TASK ITEM:
Search the data for the string "Migrator" and gather each line it is in.
Segment Start: DATA
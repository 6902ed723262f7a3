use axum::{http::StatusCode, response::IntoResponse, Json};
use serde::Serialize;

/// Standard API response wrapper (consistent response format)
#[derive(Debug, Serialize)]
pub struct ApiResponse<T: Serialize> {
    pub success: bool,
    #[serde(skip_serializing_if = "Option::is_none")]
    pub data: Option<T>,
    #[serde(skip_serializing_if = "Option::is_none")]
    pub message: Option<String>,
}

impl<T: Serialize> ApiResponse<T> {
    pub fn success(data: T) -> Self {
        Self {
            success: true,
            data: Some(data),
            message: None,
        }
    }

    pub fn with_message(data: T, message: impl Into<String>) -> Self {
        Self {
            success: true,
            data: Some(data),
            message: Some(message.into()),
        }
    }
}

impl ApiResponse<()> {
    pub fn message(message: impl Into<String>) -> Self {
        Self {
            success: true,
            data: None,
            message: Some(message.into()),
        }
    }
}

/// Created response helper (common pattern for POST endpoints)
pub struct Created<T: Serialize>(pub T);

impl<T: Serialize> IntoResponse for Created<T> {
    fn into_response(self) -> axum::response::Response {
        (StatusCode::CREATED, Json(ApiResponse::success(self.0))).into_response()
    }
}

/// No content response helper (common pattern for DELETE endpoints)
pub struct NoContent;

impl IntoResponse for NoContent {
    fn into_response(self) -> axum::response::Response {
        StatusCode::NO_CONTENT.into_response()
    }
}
Segment End: DATA
Segment Start: DATA
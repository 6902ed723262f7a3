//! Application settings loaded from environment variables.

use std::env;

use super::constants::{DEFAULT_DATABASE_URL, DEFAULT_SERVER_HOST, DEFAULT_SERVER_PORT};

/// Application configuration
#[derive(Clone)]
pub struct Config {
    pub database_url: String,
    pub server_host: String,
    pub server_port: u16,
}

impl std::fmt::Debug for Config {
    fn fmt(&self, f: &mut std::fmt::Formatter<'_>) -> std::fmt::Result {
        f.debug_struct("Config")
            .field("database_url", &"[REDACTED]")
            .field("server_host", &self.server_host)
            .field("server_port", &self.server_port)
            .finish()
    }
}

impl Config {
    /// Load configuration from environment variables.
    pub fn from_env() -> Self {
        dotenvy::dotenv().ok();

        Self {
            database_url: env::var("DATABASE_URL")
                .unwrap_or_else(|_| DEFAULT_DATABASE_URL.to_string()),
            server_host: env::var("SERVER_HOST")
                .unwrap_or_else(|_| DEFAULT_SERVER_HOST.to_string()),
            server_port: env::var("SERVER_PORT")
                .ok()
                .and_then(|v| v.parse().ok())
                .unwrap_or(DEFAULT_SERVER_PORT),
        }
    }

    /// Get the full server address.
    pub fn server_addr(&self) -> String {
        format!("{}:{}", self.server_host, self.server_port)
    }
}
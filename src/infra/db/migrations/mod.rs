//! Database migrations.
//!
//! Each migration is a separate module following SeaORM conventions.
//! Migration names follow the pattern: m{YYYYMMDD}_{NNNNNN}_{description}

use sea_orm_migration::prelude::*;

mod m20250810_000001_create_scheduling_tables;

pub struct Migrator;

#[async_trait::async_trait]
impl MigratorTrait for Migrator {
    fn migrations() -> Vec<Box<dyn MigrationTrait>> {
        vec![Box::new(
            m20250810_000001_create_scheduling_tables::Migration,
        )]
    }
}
Segment End: DATA
Segment Start: DATA
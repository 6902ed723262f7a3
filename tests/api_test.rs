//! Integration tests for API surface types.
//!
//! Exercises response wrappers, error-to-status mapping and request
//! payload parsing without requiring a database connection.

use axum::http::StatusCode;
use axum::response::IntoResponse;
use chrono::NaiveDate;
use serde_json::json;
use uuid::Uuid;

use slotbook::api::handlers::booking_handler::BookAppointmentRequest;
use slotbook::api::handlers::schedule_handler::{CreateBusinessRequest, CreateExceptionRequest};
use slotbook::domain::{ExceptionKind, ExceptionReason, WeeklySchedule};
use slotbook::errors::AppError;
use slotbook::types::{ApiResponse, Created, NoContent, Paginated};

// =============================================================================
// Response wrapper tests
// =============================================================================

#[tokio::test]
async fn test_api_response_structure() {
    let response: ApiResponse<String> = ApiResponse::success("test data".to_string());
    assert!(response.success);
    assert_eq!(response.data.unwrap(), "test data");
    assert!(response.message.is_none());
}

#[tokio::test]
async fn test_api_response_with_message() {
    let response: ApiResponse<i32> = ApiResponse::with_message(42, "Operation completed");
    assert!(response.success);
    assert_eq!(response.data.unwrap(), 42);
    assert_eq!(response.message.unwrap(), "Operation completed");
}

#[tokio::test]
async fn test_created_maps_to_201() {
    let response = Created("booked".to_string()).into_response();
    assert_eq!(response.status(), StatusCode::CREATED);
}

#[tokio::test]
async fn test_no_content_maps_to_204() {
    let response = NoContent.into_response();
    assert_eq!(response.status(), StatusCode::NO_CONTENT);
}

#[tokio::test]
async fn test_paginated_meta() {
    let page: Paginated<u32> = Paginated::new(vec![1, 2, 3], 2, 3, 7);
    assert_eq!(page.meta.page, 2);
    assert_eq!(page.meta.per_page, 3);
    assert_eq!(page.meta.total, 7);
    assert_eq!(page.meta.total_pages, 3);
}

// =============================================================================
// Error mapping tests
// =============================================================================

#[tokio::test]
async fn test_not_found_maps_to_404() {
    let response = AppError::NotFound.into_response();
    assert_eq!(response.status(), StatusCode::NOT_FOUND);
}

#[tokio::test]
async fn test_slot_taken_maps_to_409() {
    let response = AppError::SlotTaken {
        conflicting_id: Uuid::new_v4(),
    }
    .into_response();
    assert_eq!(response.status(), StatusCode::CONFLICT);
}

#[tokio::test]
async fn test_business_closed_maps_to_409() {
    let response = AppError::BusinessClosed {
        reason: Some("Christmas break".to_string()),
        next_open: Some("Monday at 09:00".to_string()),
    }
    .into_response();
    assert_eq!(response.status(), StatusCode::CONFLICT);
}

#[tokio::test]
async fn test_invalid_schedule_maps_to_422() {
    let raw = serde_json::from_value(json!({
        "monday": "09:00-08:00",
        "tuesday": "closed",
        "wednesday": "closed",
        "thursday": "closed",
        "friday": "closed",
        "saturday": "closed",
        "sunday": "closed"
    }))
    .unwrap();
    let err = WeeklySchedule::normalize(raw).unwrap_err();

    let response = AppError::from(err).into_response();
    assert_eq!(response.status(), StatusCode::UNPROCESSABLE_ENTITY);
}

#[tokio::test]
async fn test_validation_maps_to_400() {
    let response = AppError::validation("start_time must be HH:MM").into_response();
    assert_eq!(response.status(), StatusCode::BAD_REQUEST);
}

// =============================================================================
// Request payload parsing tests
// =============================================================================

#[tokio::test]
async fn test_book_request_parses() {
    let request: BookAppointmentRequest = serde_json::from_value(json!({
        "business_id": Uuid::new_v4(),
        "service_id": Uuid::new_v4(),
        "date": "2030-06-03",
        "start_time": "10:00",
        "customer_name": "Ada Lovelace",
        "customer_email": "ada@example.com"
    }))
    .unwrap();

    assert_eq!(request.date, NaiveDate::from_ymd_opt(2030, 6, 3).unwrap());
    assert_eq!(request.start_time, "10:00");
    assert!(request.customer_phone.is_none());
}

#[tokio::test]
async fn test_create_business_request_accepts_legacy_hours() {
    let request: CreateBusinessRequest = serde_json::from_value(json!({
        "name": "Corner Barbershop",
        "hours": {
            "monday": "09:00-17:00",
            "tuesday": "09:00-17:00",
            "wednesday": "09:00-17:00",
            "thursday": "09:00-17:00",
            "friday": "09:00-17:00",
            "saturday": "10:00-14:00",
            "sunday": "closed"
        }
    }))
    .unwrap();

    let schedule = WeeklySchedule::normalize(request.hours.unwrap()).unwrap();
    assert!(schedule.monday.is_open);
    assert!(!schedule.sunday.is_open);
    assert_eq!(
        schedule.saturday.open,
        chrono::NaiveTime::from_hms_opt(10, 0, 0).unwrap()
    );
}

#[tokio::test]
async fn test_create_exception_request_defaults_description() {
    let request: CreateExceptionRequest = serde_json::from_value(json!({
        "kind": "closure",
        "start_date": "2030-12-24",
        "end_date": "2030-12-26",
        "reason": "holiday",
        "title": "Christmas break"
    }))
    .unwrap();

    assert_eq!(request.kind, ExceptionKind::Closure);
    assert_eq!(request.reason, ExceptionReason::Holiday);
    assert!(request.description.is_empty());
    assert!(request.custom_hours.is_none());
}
Segment End: DATA
RESULT:
pub struct Migrator;
impl MigratorTrait for Migrator {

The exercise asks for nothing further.